▶ **Required action**: From the records below, count the lines holding the string "modinv". Only the number is wanted.

- - - - -

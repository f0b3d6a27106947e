pub mod sign;
pub use sign::{derive_key, sign, verify, PrivateKey};
/* This file is part of agora
 *
 * Copyright (C) 2023-2026 agora developers
 *
 * This program is free software: you can redistribute it and/or modify
 * it under the terms of the GNU Affero General Public License as
 * published by the Free Software Foundation, either version 3 of the
 * License, or (at your option) any later version.
 *
 * This program is distributed in the hope that it will be useful,
 * but WITHOUT ANY WARRANTY; without even the implied warranty of
 * MERCHANTABILITY or FITNESS FOR A PARTICULAR PURPOSE.  See the
 * GNU Affero General Public License for more details.
 *
 * You should have received a copy of the GNU Affero General Public License
 * along with this program.  If not, see <https://www.gnu.org/licenses/>.
 */

//! Deterministic asymmetric keypair derivation, signing and
//! verification. The same passphrase always yields the same key, so
//! an author can re-derive their identity on any host.

use num_bigint::{BigInt, BigUint, Sign};
use num_traits::{One, Zero};

use crate::{Error, Result};

/// Fixed public exponent
const PUBLIC_EXPONENT: u32 = 0x10001;

/// Bit length of each generated prime. The modulus is twice this,
/// and must stay wider than any message handed to [`sign`].
const PRIME_BITS: usize = 320;

/// Candidate steps allowed while searching for a single prime
const MAX_PRIME_STEPS: usize = 10_000;

/// Prime-pair retries allowed before key derivation is declared failed
const MAX_PAIR_ATTEMPTS: usize = 8;

/// Domain separation for the passphrase-derived seed stream
const KEY_CONTEXT: &str = "agora 2023-10-14 signing key seed";

/// Constant plaintext for the derivation round-trip check
const ROUNDTRIP_PROBE: &[u8] = b"all your gods are liquid";

/// Encoding alphabet for signatures and public key strings
const ALPHABET: &[u8; 64] =
    b"ABCDEFGHIJKLMNOPQRSTUVWXYZabcdefghijklmnopqrstuvwxyz0123456789+/";

/// A derived keypair. `n` doubles as the distributable public key
/// once encoded with [`PrivateKey::public_string`].
#[derive(Clone, Debug, PartialEq, Eq)]
pub struct PrivateKey {
    /// Modulus
    n: BigUint,
    /// Private exponent
    d: BigUint,
}

impl PrivateKey {
    /// The distributable public key string.
    pub fn public_string(&self) -> String {
        encode64(&self.n)
    }
}

/// Deterministically derive a [`PrivateKey`] from a passphrase.
///
/// Prime candidates are read from a blake3 XOF stream keyed by the
/// passphrase, forced odd with the top two bits set, and advanced by
/// two until probable-prime. Both the per-prime search and the pair
/// retries are bounded; exhaustion is [`Error::KeyDerivation`], a
/// configuration/environment bug rather than a recoverable
/// per-request error.
pub fn derive_key(passphrase: &str) -> Result<PrivateKey> {
    let mut hasher = blake3::Hasher::new_derive_key(KEY_CONTEXT);
    hasher.update(passphrase.as_bytes());
    let mut seed = hasher.finalize_xof();

    let e = BigUint::from(PUBLIC_EXPONENT);

    for _ in 0..MAX_PAIR_ATTEMPTS {
        let p = generate_prime(&mut seed)?;
        let q = generate_prime(&mut seed)?;
        if p == q {
            continue
        }

        let n = &p * &q;
        let phi = (&p - 1u32) * (&q - 1u32);

        // e must be invertible mod phi, otherwise try the next pair
        let Some(d) = modinv(&e, &phi) else { continue };

        let key = PrivateKey { n, d };

        // Round-trip check with a constant plaintext before the key
        // is allowed out of this function.
        let probe_sig = sign(ROUNDTRIP_PROBE, &key);
        if verify(ROUNDTRIP_PROBE, &probe_sig, &key.public_string()) {
            return Ok(key)
        }
    }

    Err(Error::KeyDerivation)
}

/// Sign a message with the private exponent. The result is encoded
/// in the 64-character alphabet, zero-padded to the key's full
/// encoded width.
pub fn sign(message: &[u8], key: &PrivateKey) -> String {
    let m = message_int(message);
    let c = m.modpow(&key.d, &key.n);

    let width = encode64(&key.n).len();
    let mut out = encode64(&c);
    while out.len() < width {
        out.insert(0, ALPHABET[0] as char);
    }

    out
}

/// Verify a signature against a public key string. Returns false on
/// any malformed input.
pub fn verify(message: &[u8], signature: &str, public_key: &str) -> bool {
    let Some(n) = decode64(public_key) else { return false };

    // An implausibly large message cannot have been signed under
    // this modulus; reject before any modular exponentiation.
    if message.len() > n.bits().div_ceil(8) as usize {
        return false
    }

    let Some(c) = decode64(signature) else { return false };

    let e = BigUint::from(PUBLIC_EXPONENT);
    c.modpow(&e, &n) == message_int(message)
}

/// Canonical big-integer encoding of a message: byte order reversed
/// relative to network convention. Wire compatibility requires this
/// exact decoding.
fn message_int(message: &[u8]) -> BigUint {
    let mut bytes = message.to_vec();
    bytes.reverse();
    BigUint::from_bytes_be(&bytes)
}

/// Read a prime candidate from the seed stream and advance it by two
/// until probable-prime, within a bounded number of steps.
fn generate_prime(seed: &mut blake3::OutputReader) -> Result<BigUint> {
    let mut buf = [0u8; PRIME_BITS / 8];
    seed.fill(&mut buf);

    // Top two bits set so the prime product reaches full width,
    // lowest bit set so the candidate is odd.
    buf[0] |= 0xc0;
    buf[PRIME_BITS / 8 - 1] |= 0x01;

    let mut candidate = BigUint::from_bytes_be(&buf);
    for _ in 0..MAX_PRIME_STEPS {
        if is_probable_prime(&candidate) {
            return Ok(candidate)
        }
        candidate += 2u32;
    }

    Err(Error::KeyDerivation)
}

/// Miller-Rabin with a fixed witness set, preceded by trial division
/// against small primes. Deterministic on purpose: key derivation
/// must be reproducible across hosts.
fn is_probable_prime(n: &BigUint) -> bool {
    const WITNESSES: [u32; 12] = [2, 3, 5, 7, 11, 13, 17, 19, 23, 29, 31, 37];

    if *n < BigUint::from(2u32) {
        return false
    }

    for sp in small_primes() {
        let sp = BigUint::from(sp);
        if *n == sp {
            return true
        }
        if (n % &sp).is_zero() {
            return false
        }
    }

    let one = BigUint::one();
    let two = &one + &one;
    let n_minus_one = n - &one;

    // n - 1 = d * 2^r with d odd
    let mut d = n_minus_one.clone();
    let mut r = 0u32;
    while !d.bit(0) {
        d >>= 1;
        r += 1;
    }

    'witness: for w in WITNESSES {
        let a = BigUint::from(w);
        if &a >= n {
            continue
        }

        let mut x = a.modpow(&d, n);
        if x == one || x == n_minus_one {
            continue
        }

        for _ in 1..r {
            x = x.modpow(&two, n);
            if x == n_minus_one {
                continue 'witness
            }
        }

        return false
    }

    true
}

/// Odd primes below 1000, for cheap candidate pruning.
fn small_primes() -> Vec<u32> {
    let mut sieve = [true; 1000];
    let mut primes = vec![];
    for i in 2..1000usize {
        if sieve[i] {
            primes.push(i as u32);
            let mut j = i * i;
            while j < 1000 {
                sieve[j] = false;
                j += i;
            }
        }
    }
    primes
}

/// Modular inverse via the extended Euclidean algorithm. None when
/// `a` is not invertible mod `m`.
fn modinv(a: &BigUint, m: &BigUint) -> Option<BigUint> {
    let m_int = BigInt::from(m.clone());
    let (mut old_r, mut r) = (BigInt::from(a.clone()), m_int.clone());
    let (mut old_s, mut s) = (BigInt::one(), BigInt::zero());

    while !r.is_zero() {
        let q = &old_r / &r;
        let next_r = &old_r - &q * &r;
        old_r = std::mem::replace(&mut r, next_r);
        let next_s = &old_s - &q * &s;
        old_s = std::mem::replace(&mut s, next_s);
    }

    if !old_r.is_one() {
        return None
    }

    let mut inv = old_s % &m_int;
    if inv.sign() == Sign::Minus {
        inv += &m_int;
    }

    inv.to_biguint()
}

fn encode64(x: &BigUint) -> String {
    if x.is_zero() {
        return (ALPHABET[0] as char).to_string()
    }

    let base = BigUint::from(64u32);
    let mut digits = vec![];
    let mut x = x.clone();
    while !x.is_zero() {
        let rem = (&x % &base).iter_u64_digits().next().unwrap_or(0) as usize;
        digits.push(ALPHABET[rem]);
        x /= &base;
    }

    digits.reverse();
    digits.iter().map(|&b| b as char).collect()
}

fn decode64(s: &str) -> Option<BigUint> {
    if s.is_empty() {
        return None
    }

    let mut x = BigUint::zero();
    for b in s.bytes() {
        let digit = ALPHABET.iter().position(|&a| a == b)?;
        x = x * 64u32 + digit as u32;
    }

    Some(x)
}
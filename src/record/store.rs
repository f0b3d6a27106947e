/* This file is part of agora
 *
 * Copyright (C) 2023-2026 agora developers
 *
 * This program is free software: you can redistribute it and/or modify
 * it under the terms of the GNU Affero General Public License as
 * published by the Free Software Foundation, either version 3 of the
 * License, or (at your option) any later version.
 *
 * This program is distributed in the hope that it will be useful,
 * but WITHOUT ANY WARRANTY; without even the implied warranty of
 * MERCHANTABILITY or FITNESS FOR A PARTICULAR PURPOSE.  See the
 * GNU Affero General Public License for more details.
 *
 * You should have received a copy of the GNU Affero General Public License
 * along with this program.  If not, see <https://www.gnu.org/licenses/>.
 */

//! Filesystem-based record store. Live records sit under
//! `{shard}/record/{stamp}_{id}`, tombstoned ones under
//! `{shard}/removed/{stamp}_{id}`. A tombstone keeps the identity
//! known, so a record evicted as spam is never fetched again.

use std::{
    path::{Path, PathBuf},
    sync::Arc,
};

use log::{debug, warn};
use smol::{fs, lock::Mutex, stream::StreamExt};

use super::{topic_shard, Record, RecordHead};
use crate::{spam::SpamRule, util::time::Timestamp, Error, Result};

const RECORD_DIR: &str = "record";
const REMOVED_DIR: &str = "removed";

/// Atomic pointer to a [`RecordStore`] instance.
pub type RecordStorePtr = Arc<RecordStore>;

/// Admission verdict for an incoming record.
#[derive(Clone, Copy, Debug, PartialEq, Eq)]
pub enum Admission {
    Accepted,
    Oversize,
    Spam,
}

impl Admission {
    pub fn accepted(&self) -> bool {
        matches!(self, Self::Accepted)
    }
}

/// The record store shared across all topics.
pub struct RecordStore {
    base: PathBuf,
    /// Coarse lock serializing reads and writes; moves between the
    /// active and removed locations stay atomic with respect to
    /// concurrent existence checks.
    lock: Mutex<()>,
}

impl RecordStore {
    pub async fn new(base: &Path) -> Result<RecordStorePtr> {
        fs::create_dir_all(base).await?;
        Ok(Arc::new(Self { base: base.to_path_buf(), lock: Mutex::new(()) }))
    }

    fn live_dir(&self, topic: &str) -> PathBuf {
        self.base.join(topic_shard(topic)).join(RECORD_DIR)
    }

    fn removed_dir(&self, topic: &str) -> PathBuf {
        self.base.join(topic_shard(topic)).join(REMOVED_DIR)
    }

    fn live_path(&self, head: &RecordHead) -> PathBuf {
        self.live_dir(&head.topic).join(head.idstr())
    }

    fn removed_path(&self, head: &RecordHead) -> PathBuf {
        self.removed_dir(&head.topic).join(head.idstr())
    }

    /// Persist a record in its topic shard.
    pub async fn save(&self, record: &Record) -> Result<()> {
        let _guard = self.lock.lock().await;

        let path = self.live_path(&record.head);
        if let Some(parent) = path.parent() {
            fs::create_dir_all(parent).await?;
        }
        fs::write(&path, format!("{}\n", record.serialize())).await?;

        debug!(target: "record::store", "Saved record {}", record.head.idstr());
        Ok(())
    }

    /// Load a record body from disk.
    pub async fn load(&self, head: &RecordHead) -> Result<Record> {
        let _guard = self.lock.lock().await;

        let line = fs::read_to_string(self.live_path(head))
            .await
            .map_err(|_| Error::RecordNotFound(head.idstr()))?;

        let mut record = Record::new(head.clone());
        record.load_body(line.trim_end_matches('\n'))?;
        Ok(record)
    }

    /// Whether a live (non-tombstoned) copy exists.
    pub async fn has_live(&self, head: &RecordHead) -> bool {
        let _guard = self.lock.lock().await;
        fs::metadata(self.live_path(head)).await.is_ok()
    }

    /// Whether this head is known at all, live or tombstoned.
    /// Tombstones count: an evicted record must not be re-fetched.
    pub async fn exists(&self, head: &RecordHead) -> bool {
        let _guard = self.lock.lock().await;
        fs::metadata(self.live_path(head)).await.is_ok() ||
            fs::metadata(self.removed_path(head)).await.is_ok()
    }

    /// Move a record to the tombstone location. If no live copy
    /// exists the serialized record is written there directly, so the
    /// identity is known either way.
    pub async fn tombstone(&self, record: &Record) -> Result<()> {
        let _guard = self.lock.lock().await;
        self.tombstone_unlocked(record).await
    }

    async fn tombstone_unlocked(&self, record: &Record) -> Result<()> {
        let live = self.live_path(&record.head);
        let removed = self.removed_path(&record.head);

        if let Some(parent) = removed.parent() {
            fs::create_dir_all(parent).await?;
        }

        if fs::metadata(&live).await.is_ok() {
            fs::rename(&live, &removed).await?;
        } else {
            fs::write(&removed, format!("{}\n", record.serialize())).await?;
        }

        debug!(target: "record::store", "Tombstoned record {}", record.head.idstr());
        Ok(())
    }

    /// Admit or reject an incoming record. Oversized or spam-matching
    /// records are tombstoned immediately rather than merely refused.
    pub async fn admit(
        &self,
        record: &Record,
        size_limit: usize,
        spam: &dyn SpamRule,
    ) -> Result<Admission> {
        if record.size() > size_limit {
            warn!(
                target: "record::store",
                "Record {} over size limit ({} > {}), tombstoning",
                record.head.idstr(), record.size(), size_limit,
            );
            self.tombstone(record).await?;
            return Ok(Admission::Oversize)
        }

        if spam.is_spam(record) {
            warn!(target: "record::store", "Record {} matches spam rules, tombstoning",
                  record.head.idstr());
            self.tombstone(record).await?;
            return Ok(Admission::Spam)
        }

        self.save(record).await?;
        Ok(Admission::Accepted)
    }

    /// Live record heads of a topic, ascending by stamp. A topic with
    /// no shard directory yet is simply empty.
    pub async fn list(&self, topic: &str) -> Result<Vec<RecordHead>> {
        let _guard = self.lock.lock().await;
        scan_dir(&self.live_dir(topic), topic).await
    }

    /// Tombstoned record heads of a topic, ascending by stamp.
    pub async fn list_removed(&self, topic: &str) -> Result<Vec<RecordHead>> {
        let _guard = self.lock.lock().await;
        scan_dir(&self.removed_dir(topic), topic).await
    }

    /// Total serialized size of a topic's live records, in bytes.
    pub async fn topic_size(&self, topic: &str) -> Result<u64> {
        let _guard = self.lock.lock().await;

        let dir = self.live_dir(topic);
        if fs::metadata(&dir).await.is_err() {
            return Ok(0)
        }

        let mut total = 0;
        let mut entries = fs::read_dir(&dir).await?;
        while let Some(entry) = entries.next().await {
            let Ok(entry) = entry else { continue };
            if let Ok(meta) = entry.metadata().await {
                total += meta.len();
            }
        }

        Ok(total)
    }

    /// Evict every live record of a topic to the tombstone location.
    pub async fn remove_topic(&self, topic: &str) -> Result<()> {
        let _guard = self.lock.lock().await;

        let heads = scan_dir(&self.live_dir(topic), topic).await?;
        for head in heads {
            let live = self.live_path(&head);
            let removed = self.removed_path(&head);
            if let Some(parent) = removed.parent() {
                fs::create_dir_all(parent).await?;
            }
            fs::rename(&live, &removed).await?;
        }

        Ok(())
    }

    /// Delete tombstones older than `ttl` seconds. A tombstone at
    /// least as new as the topic's newest live stamp is kept even
    /// past the TTL: it may be the only known head for the topic.
    /// Returns the number of tombstones deleted.
    pub async fn prune_removed(&self, topic: &str, ttl: i64) -> Result<usize> {
        let _guard = self.lock.lock().await;

        let newest_live =
            scan_dir(&self.live_dir(topic), topic).await?.last().map(|h| h.stamp).unwrap_or(0);
        let now = Timestamp::current_time().0;

        let mut deleted = 0;
        for head in scan_dir(&self.removed_dir(topic), topic).await? {
            if now - head.stamp <= ttl {
                continue
            }
            if newest_live == 0 || head.stamp >= newest_live {
                continue
            }

            fs::remove_file(self.removed_path(&head)).await?;
            deleted += 1;
        }

        Ok(deleted)
    }
}

/// Collect the record heads named by a shard directory's files,
/// ascending by stamp. Files that do not parse as `{stamp}_{id}` are
/// skipped.
async fn scan_dir(dir: &Path, topic: &str) -> Result<Vec<RecordHead>> {
    if fs::metadata(dir).await.is_err() {
        return Ok(vec![])
    }

    let mut heads = vec![];
    let mut entries = fs::read_dir(dir).await?;
    while let Some(entry) = entries.next().await {
        let Ok(entry) = entry else { continue };

        let name = entry.file_name();
        let Some(name) = name.to_str() else { continue };

        match RecordHead::from_idstr(topic, name) {
            Ok(head) => heads.push(head),
            Err(_) => {
                debug!(target: "record::store", "Skipping stray file {:?}", entry.path());
            }
        }
    }

    heads.sort_by(|a, b| (a.stamp, &a.id).cmp(&(b.stamp, &b.id)));
    Ok(heads)
}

- - - - -

▶ **Response**: 2